## EXERCISE DESCRIPTION
All of the entries must appear again exactly as written.

::::

//! Device attribute normalization and join
//!
//! Device records are keyed by the concatenation of `userid` and `deviceid`,
//! matching how the session rows reference them. The four kept attributes
//! are normalized against their closed vocabularies before the join, so
//! downstream encoding never sees free-form device strings.

use crate::error::Result;
use crate::schema::{AGENT_TYPES, DEVICE_CATEGORIES, DEVICE_TYPES, OS_NAMES, OTHER, UNKNOWN};
use polars::prelude::*;
use std::collections::HashMap;
use tracing::debug;

#[derive(Debug, Clone)]
struct DeviceAttrs {
    category: String,
    device_type: String,
    agent_type: String,
    os: String,
}

fn normalize(value: Option<&str>, vocabulary: &[&str]) -> String {
    match value {
        Some(v) if vocabulary.contains(&v) => v.to_string(),
        _ => OTHER.to_string(),
    }
}

/// Builds the key to attributes map from the raw device table. The first
/// record per key wins, so a duplicated device export can never multiply
/// session rows.
fn device_map(device: &DataFrame) -> Result<HashMap<String, DeviceAttrs>> {
    let userid = device.column("userid")?.str()?;
    let deviceid = device.column("deviceid")?.str()?;
    let category = device.column("devicecategory")?.str()?;
    let device_type = device.column("devicetype")?.str()?;
    let agent_type = device.column("agenttype")?.str()?;
    let os = device.column("os")?.str()?;

    let mut map: HashMap<String, DeviceAttrs> = HashMap::with_capacity(device.height());
    for i in 0..device.height() {
        let key = format!(
            "{}{}",
            userid.get(i).unwrap_or(""),
            deviceid.get(i).unwrap_or("")
        );
        map.entry(key).or_insert_with(|| DeviceAttrs {
            category: normalize(category.get(i), &DEVICE_CATEGORIES),
            device_type: normalize(device_type.get(i), &DEVICE_TYPES),
            agent_type: normalize(agent_type.get(i), &AGENT_TYPES),
            os: normalize(os.get(i), &OS_NAMES),
        });
    }
    Ok(map)
}

/// Left-joins device attributes onto every session row.
///
/// The output has exactly the input's rows plus four new columns:
/// `devicecategory`, `devicetype`, `agenttype`, `os`. Session rows with no
/// matching device record get `Unknown` in all four.
pub fn join_devices(session: &DataFrame, device: &DataFrame) -> Result<DataFrame> {
    let map = device_map(device)?;

    let userid = session.column("userid")?.str()?;
    let deviceid = session.column("deviceid")?.str()?;

    let n = session.height();
    let mut categories: Vec<String> = Vec::with_capacity(n);
    let mut device_types: Vec<String> = Vec::with_capacity(n);
    let mut agent_types: Vec<String> = Vec::with_capacity(n);
    let mut os_values: Vec<String> = Vec::with_capacity(n);
    let mut matched = 0usize;

    for i in 0..n {
        let key = format!(
            "{}{}",
            userid.get(i).unwrap_or(""),
            deviceid.get(i).unwrap_or("")
        );
        match map.get(&key) {
            Some(attrs) => {
                matched += 1;
                categories.push(attrs.category.clone());
                device_types.push(attrs.device_type.clone());
                agent_types.push(attrs.agent_type.clone());
                os_values.push(attrs.os.clone());
            }
            None => {
                categories.push(UNKNOWN.to_string());
                device_types.push(UNKNOWN.to_string());
                agent_types.push(UNKNOWN.to_string());
                os_values.push(UNKNOWN.to_string());
            }
        }
    }

    debug!(rows = n, matched, devices = map.len(), "joined device attributes");

    let mut out = session.clone();
    out.with_column(Column::new("devicecategory".into(), categories))?;
    out.with_column(Column::new("devicetype".into(), device_types))?;
    out.with_column(Column::new("agenttype".into(), agent_types))?;
    out.with_column(Column::new("os".into(), os_values))?;
    Ok(out)
}

#[cfg(test)]
mod tests {
    use super::*;

    fn session_frame() -> DataFrame {
        df!(
            "sessionid" => &["s1", "s1", "s2"],
            "userid" => &["u1", "u1", "u2"],
            "deviceid" => &["d1", "d1", "d9"],
        )
        .unwrap()
    }

    fn device_frame() -> DataFrame {
        df!(
            "deviceid" => &["d1", "d1", "d2"],
            "devicecategory" => &["iPhone", "Mac", "Commodore 64"],
            "devicetype" => &["Smartphone", "Personal computer", "Toaster"],
            "agenttype" => &["Mobile Browser", "Browser", "Browser"],
            "os" => &["iOS", "OS X", "AmigaOS"],
            "userid" => &["u1", "u1", "u2"],
        )
        .unwrap()
    }

    #[test]
    fn test_join_preserves_row_count_and_adds_columns() {
        let joined = join_devices(&session_frame(), &device_frame()).unwrap();
        assert_eq!(joined.height(), 3);
        for name in ["devicecategory", "devicetype", "agenttype", "os"] {
            assert!(joined.column(name).is_ok(), "missing column {name}");
        }
    }

    #[test]
    fn test_join_first_record_wins_for_duplicate_keys() {
        let joined = join_devices(&session_frame(), &device_frame()).unwrap();
        let category = joined.column("devicecategory").unwrap().str().unwrap();
        assert_eq!(category.get(0), Some("iPhone"));
        assert_eq!(category.get(1), Some("iPhone"));
    }

    #[test]
    fn test_unmatched_rows_get_unknown() {
        let joined = join_devices(&session_frame(), &device_frame()).unwrap();
        for name in ["devicecategory", "devicetype", "agenttype", "os"] {
            let col = joined.column(name).unwrap().str().unwrap();
            assert_eq!(col.get(2), Some("Unknown"), "column {name}");
        }
    }

    #[test]
    fn test_out_of_vocabulary_attributes_become_other() {
        let session = df!(
            "sessionid" => &["s9"],
            "userid" => &["u2"],
            "deviceid" => &["d2"],
        )
        .unwrap();
        let joined = join_devices(&session, &device_frame()).unwrap();

        let category = joined.column("devicecategory").unwrap().str().unwrap();
        assert_eq!(category.get(0), Some("Other"));
        let os = joined.column("os").unwrap().str().unwrap();
        assert_eq!(os.get(0), Some("Other"));
        // in-vocabulary attributes on the same record survive
        let agent = joined.column("agenttype").unwrap().str().unwrap();
        assert_eq!(agent.get(0), Some("Browser"));
    }
}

::::

## SOLUTION TO THIS PROBLEM
//! Device attribute normalization and join
//!
//! Device records are keyed by the concatenation of `userid` and `deviceid`,
//! matching how the session rows reference them. The four kept attributes
//! are normalized against their closed vocabularies before the join, so
//! downstream encoding never sees free-form device strings.

use crate::error::Result;
use crate::schema::{AGENT_TYPES, DEVICE_CATEGORIES, DEVICE_TYPES, OS_NAMES, OTHER, UNKNOWN};
use polars::prelude::*;
use std::collections::HashMap;
use tracing::debug;

#[derive(Debug, Clone)]
struct DeviceAttrs {
    category: String,
    device_type: String,
    agent_type: String,
    os: String,
}

fn normalize(value: Option<&str>, vocabulary: &[&str]) -> String {
    match value {
        Some(v) if vocabulary.contains(&v) => v.to_string(),
        _ => OTHER.to_string(),
    }
}

/// Builds the key to attributes map from the raw device table. The first
/// record per key wins, so a duplicated device export can never multiply
/// session rows.
fn device_map(device: &DataFrame) -> Result<HashMap<String, DeviceAttrs>> {
    let userid = device.column("userid")?.str()?;
    let deviceid = device.column("deviceid")?.str()?;
    let category = device.column("devicecategory")?.str()?;
    let device_type = device.column("devicetype")?.str()?;
    let agent_type = device.column("agenttype")?.str()?;
    let os = device.column("os")?.str()?;

    let mut map: HashMap<String, DeviceAttrs> = HashMap::with_capacity(device.height());
    for i in 0..device.height() {
        let key = format!(
            "{}{}",
            userid.get(i).unwrap_or(""),
            deviceid.get(i).unwrap_or("")
        );
        map.entry(key).or_insert_with(|| DeviceAttrs {
            category: normalize(category.get(i), &DEVICE_CATEGORIES),
            device_type: normalize(device_type.get(i), &DEVICE_TYPES),
            agent_type: normalize(agent_type.get(i), &AGENT_TYPES),
            os: normalize(os.get(i), &OS_NAMES),
        });
    }
    Ok(map)
}

/// Left-joins device attributes onto every session row.
///
/// The output has exactly the input's rows plus four new columns:
/// `devicecategory`, `devicetype`, `agenttype`, `os`. Session rows with no
/// matching device record get `Unknown` in all four.
pub fn join_devices(session: &DataFrame, device: &DataFrame) -> Result<DataFrame> {
    let map = device_map(device)?;

    let userid = session.column("userid")?.str()?;
    let deviceid = session.column("deviceid")?.str()?;

    let n = session.height();
    let mut categories: Vec<String> = Vec::with_capacity(n);
    let mut device_types: Vec<String> = Vec::with_capacity(n);
    let mut agent_types: Vec<String> = Vec::with_capacity(n);
    let mut os_values: Vec<String> = Vec::with_capacity(n);
    let mut matched = 0usize;

    for i in 0..n {
        let key = format!(
            "{}{}",
            userid.get(i).unwrap_or(""),
            deviceid.get(i).unwrap_or("")
        );
        match map.get(&key) {
            Some(attrs) => {
                matched += 1;
                categories.push(attrs.category.clone());
                device_types.push(attrs.device_type.clone());
                agent_types.push(attrs.agent_type.clone());
                os_values.push(attrs.os.clone());
            }
            None => {
                categories.push(UNKNOWN.to_string());
                device_types.push(UNKNOWN.to_string());
                agent_types.push(UNKNOWN.to_string());
                os_values.push(UNKNOWN.to_string());
            }
        }
    }

    debug!(rows = n, matched, devices = map.len(), "joined device attributes");

    let mut out = session.clone();
    out.with_column(Column::new("devicecategory".into(), categories))?;
    out.with_column(Column::new("devicetype".into(), device_types))?;
    out.with_column(Column::new("agenttype".into(), agent_types))?;
    out.with_column(Column::new("os".into(), os_values))?;
    Ok(out)
}

#[cfg(test)]
mod tests {
    use super::*;

    fn session_frame() -> DataFrame {
        df!(
            "sessionid" => &["s1", "s1", "s2"],
            "userid" => &["u1", "u1", "u2"],
            "deviceid" => &["d1", "d1", "d9"],
        )
        .unwrap()
    }

    fn device_frame() -> DataFrame {
        df!(
            "deviceid" => &["d1", "d1", "d2"],
            "devicecategory" => &["iPhone", "Mac", "Commodore 64"],
            "devicetype" => &["Smartphone", "Personal computer", "Toaster"],
            "agenttype" => &["Mobile Browser", "Browser", "Browser"],
            "os" => &["iOS", "OS X", "AmigaOS"],
            "userid" => &["u1", "u1", "u2"],
        )
        .unwrap()
    }

    #[test]
    fn test_join_preserves_row_count_and_adds_columns() {
        let joined = join_devices(&session_frame(), &device_frame()).unwrap();
        assert_eq!(joined.height(), 3);
        for name in ["devicecategory", "devicetype", "agenttype", "os"] {
            assert!(joined.column(name).is_ok(), "missing column {name}");
        }
    }

    #[test]
    fn test_join_first_record_wins_for_duplicate_keys() {
        let joined = join_devices(&session_frame(), &device_frame()).unwrap();
        let category = joined.column("devicecategory").unwrap().str().unwrap();
        assert_eq!(category.get(0), Some("iPhone"));
        assert_eq!(category.get(1), Some("iPhone"));
    }

    #[test]
    fn test_unmatched_rows_get_unknown() {
        let joined = join_devices(&session_frame(), &device_frame()).unwrap();
        for name in ["devicecategory", "devicetype", "agenttype", "os"] {
            let col = joined.column(name).unwrap().str().unwrap();
            assert_eq!(col.get(2), Some("Unknown"), "column {name}");
        }
    }

    #[test]
    fn test_out_of_vocabulary_attributes_become_other() {
        let session = df!(
            "sessionid" => &["s9"],
            "userid" => &["u2"],
            "deviceid" => &["d2"],
        )
        .unwrap();
        let joined = join_devices(&session, &device_frame()).unwrap();

        let category = joined.column("devicecategory").unwrap().str().unwrap();
        assert_eq!(category.get(0), Some("Other"));
        let os = joined.column("os").unwrap().str().unwrap();
        assert_eq!(os.get(0), Some("Other"));
        // in-vocabulary attributes on the same record survive
        let agent = joined.column("agenttype").unwrap().str().unwrap();
        assert_eq!(agent.get(0), Some("Browser"));
    }
}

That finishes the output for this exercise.